Passing Parker Kligerman with 10 laps left, Sauter won Friday night's Winstar World Casino 350 NASCAR Camping World Truck Series race to claim his second victory of the season. Both of Sauter's wins have come at the 1.5-mile Texas Motor Speedway.
Sauter finished 2.199 seconds ahead of Kligerman, who came home second. Nelson Piquet Jr. ran third, followed by Kyle Busch and Ty Dillon, who trimmed six points off series leader James Buescher's advantage with two races left in the season.
Sauter roared past Piquet, the polesitter, on Lap 100 and quickly began to stretch his advantage. The margin reached nearly three seconds, but soon the handling of Sauter's truck began to deteriorate, and Kligerman cut the edge to less than a second before the lead-lap trucks began a round of green-flag pit stops on Lap 113.
Sauter is the third driver to sweep both races at Texas in the same year. Brendan Gaughan and Ron Hornaday Jr. also accomplished the feat, with Gaughan doing it twice.
Sauter's winning average speed of 154.737 mph was a series record for the track.
Quick pit work on a two-tire stop put Kligerman in the lead by more than three seconds over Sauter by the time the pits stops cycled through. Sauter, on four new tires, caught and passed the No. 7 truck on lap 137 of 147.
"I looked up (after the pits stops), and he was pretty far out there, and I was like, 'Oh, boy,'" Sauter said. "At that point they kept telling me my laps times, telling me I was two, three, four tenths faster than him per lap, and I knew that, with as much time as there was left in the race — 20 or 25 laps — I didn't think (two tires would) prevail.
"I just knew it was a matter of time.
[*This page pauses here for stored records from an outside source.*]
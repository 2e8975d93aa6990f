//! User Aggregate

use chrono::{DateTime, Utc};
use serde::Serialize;
use uuid::Uuid;

/// Shopper account. Credentials and sign-up live with the external auth
/// service; this side only reads the profile and the blocked flag.
#[derive(Clone, Debug, PartialEq, Eq, Serialize)]
pub struct User {
    pub id: Uuid,
    pub user_name: String,
    pub email: String,
    pub phone_no: Option<String>,
    pub is_blocked: bool,
    pub created_at: DateTime<Utc>,
}

impl User {
    pub fn register(user_name: impl Into<String>, email: impl Into<String>) -> Self {
        Self {
            id: Uuid::now_v7(), user_name: user_name.into(), email: email.into(),
            phone_no: None, is_blocked: false, created_at: Utc::now(),
        }
    }
}
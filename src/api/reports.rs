use axum::extract::{Query, State};
use axum::Json;
use serde::Deserialize;

use crate::api::{ApiResult, AppState, CurrentAdmin};
use crate::services::reports::{ReportPeriod, SalesReport, TopSelling, DEFAULT_TOP_LIMIT};

#[derive(Debug, Deserialize)]
pub(super) struct SalesParams {
    period: String,
}

#[derive(Debug, Deserialize)]
pub(super) struct TopParams {
    limit: Option<usize>,
}

pub(super) async fn sales_report(
    _: CurrentAdmin,
    State(s): State<AppState>,
    Query(params): Query<SalesParams>,
) -> ApiResult<Json<SalesReport>> {
    let period: ReportPeriod = params.period.parse()?;
    Ok(Json(s.services.reports.sales_report(period).await?))
}

pub(super) async fn top_selling(
    _: CurrentAdmin,
    State(s): State<AppState>,
    Query(params): Query<TopParams>,
) -> ApiResult<Json<TopSelling>> {
    let limit = params.limit.unwrap_or(DEFAULT_TOP_LIMIT).clamp(1, 100);
    Ok(Json(s.services.reports.top_selling(limit).await?))
}
use axum::http::StatusCode;
use axum::response::{IntoResponse, Response};
use axum::Json;
use serde_json::json;
use thiserror::Error;
use tracing::error;

use crate::api::auth::AuthError;
use crate::store::StoreError;
use crate::EcommerceError;

pub type ApiResult<T> = Result<T, ApiError>;

/// Everything a handler can fail with. Renders as `{"error": "..."}`.
#[derive(Debug, Error)]
pub enum ApiError {
    #[error("{0}")]
    BadRequest(String),

    #[error("{0}")]
    Unauthorized(String),

    #[error("{0}")]
    Forbidden(String),

    #[error(transparent)]
    Domain(#[from] EcommerceError),
}

impl ApiError {
    fn status(&self) -> StatusCode {
        match self {
            Self::BadRequest(_) => StatusCode::BAD_REQUEST,
            Self::Unauthorized(_) => StatusCode::UNAUTHORIZED,
            Self::Forbidden(_) => StatusCode::FORBIDDEN,
            Self::Domain(e) => match e {
                EcommerceError::NotFound(_) => StatusCode::NOT_FOUND,
                EcommerceError::Conflict(_) => StatusCode::CONFLICT,
                EcommerceError::Store(_) => StatusCode::INTERNAL_SERVER_ERROR,
                EcommerceError::Validation(_)
                | EcommerceError::OutOfStock(_)
                | EcommerceError::LimitExceeded(_)
                | EcommerceError::InsufficientFunds(_)
                | EcommerceError::InvalidTransition(_)
                | EcommerceError::CouponRejected(_) => StatusCode::BAD_REQUEST,
            },
        }
    }
}

impl From<AuthError> for ApiError {
    fn from(e: AuthError) -> Self {
        match e {
            AuthError::MissingToken | AuthError::InvalidToken => Self::Unauthorized(e.to_string()),
            AuthError::Inactive | AuthError::Blocked | AuthError::WrongRole(_) => Self::Forbidden(e.to_string()),
            AuthError::Database(source) => Self::Domain(EcommerceError::Store(StoreError::Database(source))),
        }
    }
}

impl IntoResponse for ApiError {
    fn into_response(self) -> Response {
        let status = self.status();
        let message = if status.is_server_error() {
            error!(error = %self, "request failed");
            "internal server error".to_string()
        } else {
            self.to_string()
        };
        (status, Json(json!({ "error": message }))).into_response()
    }
}

#[cfg(test)]
mod tests {
    use super::*;

    #[test]
    fn test_status_mapping() {
        let cases = [
            (ApiError::from(EcommerceError::not_found("order")), StatusCode::NOT_FOUND),
            (EcommerceError::Conflict("coupon code already exists".into()).into(), StatusCode::CONFLICT),
            (EcommerceError::InsufficientFunds("low".into()).into(), StatusCode::BAD_REQUEST),
            (AuthError::InvalidToken.into(), StatusCode::UNAUTHORIZED),
            (AuthError::Blocked.into(), StatusCode::FORBIDDEN),
            (EcommerceError::Store(StoreError::corrupt("orders", "bad status")).into(), StatusCode::INTERNAL_SERVER_ERROR),
        ];
        for (error, status) in cases {
            assert_eq!(error.status(), status, "{error}");
        }
    }

    #[test]
    fn test_store_detail_is_hidden() {
        let response = ApiError::from(EcommerceError::Store(StoreError::corrupt("orders", "bad status"))).into_response();
        assert_eq!(response.status(), StatusCode::INTERNAL_SERVER_ERROR);
    }
}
As fast as we reeled him in, I just figured there was plenty of time."
The two-tire call was a spur of the moment decision, but not everyone was immediately on the same page. Kligerman's jack man raised the left side of the car before getting the message that new left-side tires, which had been placed over the pit wall, wouldn't be required. The process of raising the car and dropping the jack cost Kligerman several seconds.
"The whole two-tire stop thing — I was thinking it," Kligerman said. "I didn't key up the radio. I didn't say anything. Then I came down pit road, and I guess (crew chief) Chad (Kendrick) saw something the 30 (Piquet) did or the 13 (Sauter), and just said, 'Hey, let's take two.'
"But the pit crew… our jack man didn't quite get the message, I guess. It was a spur-of-the-moment audible, as they say in football. He got the jack up, and that probably lost us about four seconds, and it might have been the difference between winning and losing, but we win and lose as a team."
After a restart from the second spot on Lap 70 Buescher reported a vibration in his No. 30 Chevrolet and began to fall back through the field. On Lap 95, Buescher lost the ninth position to Justin Lofton, and with Dillon running fifth at the time, faced the prospect of losing a significant portion of the 21-point series lead he held entering the race.
Buescher held on to finish 11th and leaves Texas with a 15-point advantage.
Note: The race tied an NCWTS track record for fewest cautions (two) and set a new mark for fewest caution laps (eighth). The last 78 laps were run under the green flag.